U: Da warst Du ja ganz schön aufmüpfig.

M: Ja, wenn mir etwas wichtig ist, da kann ich schon aufmüpfig sein. Es regt mich heute noch auf, wenn Menschen von der Eucharistie  ausgeschlossen werden. Wie weh das tut, z.B. nach einer Scheidung und Wiederheirat, erfahre ich oft bei meinen Gesprächen am Krankenbett beim Krankenbesuchsdienst. Ich habe deshalb auch ein Gebet zum Thema „Ausgeschlossen“ für das Buch „Frauen Leben Beten“ des Frauenbundes eingeschickt. Besonders treffend fand ich, was Pfarrer Freihalter mir und meinem Mann zur goldenen Hochzeit geschrieben hat: „Euer klarer und charmanter Protest gegen die Spaltung von evangelischen und katholischen Christen beeindruckt mich schon seit meiner ersten Begegnung bei der Telefonseelsorge. Ich freue mich, dass ihr euch mit diesem Skandal nicht abfindet, sondern Grenzen überschreitet und die Einheit Jesu jetzt schon lebt. Das ist nach fünfzig Jahren ein Fest wert.“

U: Was würdest Du heute als wichtigste Herausforderung sehen?

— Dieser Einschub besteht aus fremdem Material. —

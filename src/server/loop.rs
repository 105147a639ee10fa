// Server loop module
// Accepts connections until shutdown, then drains the in-flight ones

use std::sync::atomic::{AtomicUsize, Ordering};
use std::sync::Arc;
use std::time::Duration;
use tokio::net::TcpListener;

use super::connection::accept_connection;
use super::signal::{wait_for_shutdown, SignalHandler};
use crate::config::AppState;
use crate::logger;

/// Interval at which the drain phase re-checks the connection counter
const DRAIN_POLL: Duration = Duration::from_millis(50);

/// Run the accept loop until the shutdown signal fires.
///
/// After shutdown the listener is dropped and open connections get up to
/// `performance.shutdown_timeout` seconds to finish.
pub async fn run_server_loop(
    listener: TcpListener,
    state: Arc<AppState>,
    signals: Arc<SignalHandler>,
) -> Result<(), Box<dyn std::error::Error>> {
    let active_connections = Arc::new(AtomicUsize::new(0));
    let mut shutdown = signals.subscribe();

    loop {
        tokio::select! {
            accept_result = listener.accept() => {
                match accept_result {
                    Ok((stream, peer_addr)) => {
                        accept_connection(
                            stream,
                            peer_addr,
                            &state,
                            &active_connections,
                            signals.subscribe(),
                        );
                    }
                    Err(e) => logger::log_accept_error(&e),
                }
            }

            () = wait_for_shutdown(&mut shutdown) => break,
        }
    }

    drop(listener);
    let active = active_connections.load(Ordering::SeqCst);
    logger::log_shutdown_started(active);

    let deadline = Duration::from_secs(state.config.performance.shutdown_timeout);
    let drained = tokio::time::timeout(deadline, async {
        while active_connections.load(Ordering::SeqCst) > 0 {
            tokio::time::sleep(DRAIN_POLL).await;
        }
    })
    .await;

    if drained.is_err() {
        logger::log_shutdown_timeout(active_connections.load(Ordering::SeqCst));
    }
    logger::log_shutdown_complete();
    Ok(())
}

#[cfg(test)]
mod tests {
    use super::*;
    use crate::config::Config;
    use crate::server::create_listener;
    use tokio::io::{AsyncReadExt, AsyncWriteExt};

    type Running = (std::net::SocketAddr, Arc<SignalHandler>, tokio::task::JoinHandle<()>);

    fn spawn_server() -> Running {
        spawn_server_with(Config::default())
    }

    fn spawn_server_with(mut config: Config) -> Running {
        config.performance.shutdown_timeout = 1;
        config.logging.access_log = false;
        let listener = create_listener("127.0.0.1:0".parse().unwrap()).unwrap();
        let addr = listener.local_addr().unwrap();
        let state = Arc::new(AppState::new(config));
        let signals = Arc::new(SignalHandler::new());
        let loop_signals = Arc::clone(&signals);
        let task = tokio::spawn(async move {
            run_server_loop(listener, state, loop_signals).await.unwrap();
        });
        (addr, signals, task)
    }

    #[tokio::test]
    async fn test_serves_root_over_tcp() {
        let (addr, signals, task) = spawn_server();

        let mut stream = tokio::net::TcpStream::connect(addr).await.unwrap();
        stream
            .write_all(b"GET / HTTP/1.1\r\nHost: localhost\r\nConnection: close\r\n\r\n")
            .await
            .unwrap();
        let mut raw = String::new();
        stream.read_to_string(&mut raw).await.unwrap();
        assert!(raw.starts_with("HTTP/1.1 200 OK"));
        assert!(raw.contains("{\"message\":\"Hello World\"}"));

        signals.trigger_shutdown();
        task.await.unwrap();
    }

    #[tokio::test]
    async fn test_shutdown_stops_accepting() {
        let (addr, signals, task) = spawn_server();
        signals.trigger_shutdown();
        task.await.unwrap();
        assert!(tokio::net::TcpStream::connect(addr).await.is_err());
    }

    #[tokio::test]
    async fn test_rejects_connections_over_limit() {
        let mut config = Config::default();
        config.performance.max_connections = Some(1);
        let (addr, signals, task) = spawn_server_with(config);

        let mut first = tokio::net::TcpStream::connect(addr).await.unwrap();
        // Accepted in order, so the idle first client holds the only slot
        tokio::time::sleep(Duration::from_millis(100)).await;

        let mut second = tokio::net::TcpStream::connect(addr).await.unwrap();
        let mut buf = Vec::new();
        let rejected = tokio::time::timeout(Duration::from_secs(5), second.read_to_end(&mut buf))
            .await
            .unwrap();
        assert!(matches!(rejected, Ok(0) | Err(_)));

        first
            .write_all(b"GET / HTTP/1.1\r\nHost: localhost\r\nConnection: close\r\n\r\n")
            .await
            .unwrap();
        let mut raw = String::new();
        first.read_to_string(&mut raw).await.unwrap();
        assert!(raw.starts_with("HTTP/1.1 200 OK"));

        signals.trigger_shutdown();
        task.await.unwrap();
    }
}
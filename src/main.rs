//! tutorial_server
//!
//! A small JSON API over hyper: items, model metadata, a bundled JSON document,
//! file upload and a paginated name list, with field-level input validation.

mod config;
mod error;
mod handler;
mod http;
mod logger;
mod models;
mod routing;
mod server;
mod validation;

use clap::Parser;
use std::sync::Arc;

#[derive(Debug, Parser)]
#[command(name = "tutorial_server", version, about = "Tutorial JSON API server")]
struct Cli {
    /// Configuration file path without extension (`config` loads `config.toml`)
    #[arg(short, long, env = "TUTORIAL_CONFIG", default_value = "config")]
    config: String,
}

fn main() -> Result<(), Box<dyn std::error::Error>> {
    let cli = Cli::parse();
    let cfg = config::Config::load_from(&cli.config)?;
    logger::init(&cfg)?;

    let mut runtime_builder = tokio::runtime::Builder::new_multi_thread();
    runtime_builder.enable_all();
    if let Some(workers) = cfg.server.workers {
        runtime_builder.worker_threads(workers);
    }
    let runtime = runtime_builder.build()?;

    runtime.block_on(async_main(cfg))
}

async fn async_main(cfg: config::Config) -> Result<(), Box<dyn std::error::Error>> {
    let addr = cfg.get_socket_addr()?;
    let listener = server::create_listener(addr)?;
    logger::log_server_start(&listener.local_addr()?, &cfg);

    let state = Arc::new(config::AppState::new(cfg));
    let signals = Arc::new(server::SignalHandler::new());
    server::start_signal_handler(Arc::clone(&signals));

    server::run_server_loop(listener, state, signals).await
}
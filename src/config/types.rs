// Configuration types module
// Defines all configuration-related data structures

use serde::{Deserialize, Serialize};
use std::path::PathBuf;

/// Main configuration structure
#[derive(Debug, Deserialize, Serialize, Clone, Default)]
#[serde(default)]
pub struct Config {
    pub server: ServerConfig,
    pub logging: LoggingConfig,
    pub performance: PerformanceConfig,
    pub http: HttpConfig,
    pub data: DataConfig,
    pub health: HealthConfig,
}

/// Server configuration
#[derive(Debug, Deserialize, Serialize, Clone)]
#[serde(default)]
pub struct ServerConfig {
    pub host: String,
    pub port: u16,
    pub workers: Option<usize>,
}

impl Default for ServerConfig {
    fn default() -> Self {
        Self {
            host: "127.0.0.1".to_string(),
            port: 8000,
            workers: None,
        }
    }
}

/// Logging configuration
#[derive(Debug, Deserialize, Serialize, Clone)]
#[serde(default)]
pub struct LoggingConfig {
    /// Tracing filter directive, `RUST_LOG` takes precedence
    pub level: String,
    pub access_log: bool,
    /// Access log format (combined, common, json, or custom pattern)
    pub access_log_format: String,
    /// Access log file path (optional, stdout if not set)
    pub access_log_file: Option<String>,
}

impl Default for LoggingConfig {
    fn default() -> Self {
        Self {
            level: "info".to_string(),
            access_log: true,
            access_log_format: "combined".to_string(),
            access_log_file: None,
        }
    }
}

/// Performance configuration
#[derive(Debug, Deserialize, Serialize, Clone)]
#[serde(default)]
pub struct PerformanceConfig {
    pub keep_alive_timeout: u64,
    pub read_timeout: u64,
    pub write_timeout: u64,
    pub max_connections: Option<u64>,
    /// Seconds in-flight connections get to finish after a shutdown signal
    pub shutdown_timeout: u64,
}

impl Default for PerformanceConfig {
    fn default() -> Self {
        Self {
            keep_alive_timeout: 75,
            read_timeout: 30,
            write_timeout: 30,
            max_connections: None,
            shutdown_timeout: 10,
        }
    }
}

/// HTTP configuration
#[derive(Debug, Deserialize, Serialize, Clone)]
#[serde(default)]
pub struct HttpConfig {
    pub server_name: String,
    pub enable_cors: bool,
    pub max_body_size: u64,
}

impl Default for HttpConfig {
    fn default() -> Self {
        Self {
            server_name: "tutorial_server".to_string(),
            enable_cors: false,
            max_body_size: 10_485_760, // 10MB
        }
    }
}

/// Location of files served by `/readfile`
#[derive(Debug, Deserialize, Serialize, Clone)]
#[serde(default)]
pub struct DataConfig {
    pub base_dir: PathBuf,
}

impl Default for DataConfig {
    fn default() -> Self {
        Self {
            base_dir: PathBuf::from("."),
        }
    }
}

/// Health check configuration
#[derive(Debug, Deserialize, Serialize, Clone)]
#[serde(default)]
pub struct HealthConfig {
    /// Enable health check endpoints
    pub enabled: bool,
    /// Liveness probe path (default: /healthz)
    pub liveness_path: String,
    /// Readiness probe path (default: /readyz)
    pub readiness_path: String,
}

impl Default for HealthConfig {
    fn default() -> Self {
        Self {
            enabled: true,
            liveness_path: "/healthz".to_string(),
            readiness_path: "/readyz".to_string(),
        }
    }
}
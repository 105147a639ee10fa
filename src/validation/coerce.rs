//! Type coercion
//!
//! Converts raw text (path/query) and JSON values (body) into typed values
//! using lenient rules: numeric strings become numbers,
//! numbers become text, and a fixed vocabulary of words maps to booleans.

use super::error::ErrorKind;
use serde_json::{Number, Value};
use std::num::IntErrorKind;

const TRUE_WORDS: [&str; 6] = ["1", "on", "t", "true", "y", "yes"];
const FALSE_WORDS: [&str; 6] = ["0", "off", "f", "false", "n", "no"];

/// Integer text, which may lie outside the `i64` range
#[derive(Debug, Clone, PartialEq, Eq)]
pub enum TextInt {
    Exact(i64),
    /// Decimal digits without sign or leading zeros
    Wide { negative: bool, digits: String },
}

impl TextInt {
    /// Wide values are pinned to the end of the range they passed
    pub const fn saturating(&self) -> i64 {
        match self {
            Self::Exact(value) => *value,
            Self::Wide { negative: true, .. } => i64::MIN,
            Self::Wide { negative: false, .. } => i64::MAX,
        }
    }

    /// Full-precision JSON number
    pub fn to_number(&self) -> Result<Number, ErrorKind> {
        match self {
            Self::Exact(value) => Ok(Number::from(*value)),
            Self::Wide { negative, digits } => {
                let sign = if *negative { "-" } else { "" };
                format!("{sign}{digits}")
                    .parse::<Number>()
                    .map_err(|_| ErrorKind::NotInteger)
            }
        }
    }
}

pub fn int_from_text(raw: &str) -> Result<TextInt, ErrorKind> {
    let text = raw.trim();
    match text.parse::<i64>() {
        Ok(value) => Ok(TextInt::Exact(value)),
        Err(e) if matches!(e.kind(), IntErrorKind::PosOverflow | IntErrorKind::NegOverflow) => {
            let (negative, unsigned) = match text.strip_prefix('-') {
                Some(rest) => (true, rest),
                None => (false, text.strip_prefix('+').unwrap_or(text)),
            };
            // Overflow is reported before the trailing characters are examined
            if !unsigned.bytes().all(|b| b.is_ascii_digit()) {
                return Err(ErrorKind::NotInteger);
            }
            Ok(TextInt::Wide {
                negative,
                digits: unsigned.trim_start_matches('0').to_string(),
            })
        }
        Err(_) => Err(ErrorKind::NotInteger),
    }
}

pub fn bool_from_text(raw: &str) -> Result<bool, ErrorKind> {
    let word = raw.trim().to_ascii_lowercase();
    if TRUE_WORDS.contains(&word.as_str()) {
        Ok(true)
    } else if FALSE_WORDS.contains(&word.as_str()) {
        Ok(false)
    } else {
        Err(ErrorKind::NotBool)
    }
}

pub fn str_from_json(value: &Value) -> Result<String, ErrorKind> {
    match value {
        Value::String(s) => Ok(s.clone()),
        Value::Number(n) => Ok(n.to_string()),
        _ => Err(ErrorKind::NotStr),
    }
}

#[allow(clippy::cast_possible_truncation, clippy::cast_precision_loss)]
pub fn int_from_json(value: &Value) -> Result<i64, ErrorKind> {
    match value {
        Value::Number(n) => {
            if let Some(i) = n.as_i64() {
                Ok(i)
            } else {
                // Floats truncate toward zero; u64 beyond i64 and non-finite values are rejected
                n.as_f64()
                    .filter(|f| f.is_finite() && *f >= i64::MIN as f64 && *f <= i64::MAX as f64)
                    .map(|f| f.trunc() as i64)
                    .ok_or(ErrorKind::NotInteger)
            }
        }
        Value::Bool(b) => Ok(i64::from(*b)),
        Value::String(s) => match int_from_text(s)? {
            TextInt::Exact(value) => Ok(value),
            TextInt::Wide { .. } => Err(ErrorKind::NotInteger),
        },
        _ => Err(ErrorKind::NotInteger),
    }
}

/// NaN and infinities are rejected; they have no JSON form to echo back
pub fn float_from_json(value: &Value) -> Result<f64, ErrorKind> {
    let parsed = match value {
        Value::Number(n) => n.as_f64(),
        Value::Bool(b) => Some(if *b { 1.0 } else { 0.0 }),
        Value::String(s) => s.trim().parse::<f64>().ok(),
        _ => None,
    };
    parsed.filter(|f| f.is_finite()).ok_or(ErrorKind::NotFloat)
}

pub fn bool_from_json(value: &Value) -> Result<bool, ErrorKind> {
    match value {
        Value::Bool(b) => Ok(*b),
        Value::Number(n) => match n.as_i64() {
            Some(0) => Ok(false),
            Some(1) => Ok(true),
            _ => Err(ErrorKind::NotBool),
        },
        Value::String(s) => bool_from_text(s),
        _ => Err(ErrorKind::NotBool),
    }
}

M: Heute braucht es auch Widerstandsgeist, um für das einzutreten, was wichtig ist. Heute müssen wir mit Menschen aus den anderen Religionen reden, denn es gibt nur Frieden, wenn sich die Religionen gegenseitig gelten lassen und zusammen leben, nur so kann die Welt in Zukunft in Frieden bestehen. Ich freue mich, dass ich im Alter Zeit habe, um viele Sachen zu lesen und mich in Ruhe damit auseinander zu setzen. Ich möchte als nächstes ein Buch von Navid Kermani lesen, auch ein Buch über den Islam habe ich mir schon vorgemerkt. Es macht mir manchmal Sorgen, wenn ich darüber nachdenke, was wir unseren Enkeln für eine Welt hinterlassen, aber dann vertraue ich wieder darauf, dass eine Jugend heranwächst, die ihre eigenen Wege schon finden wird.

U: Danke für Deine Offenheit und Dein Engagement.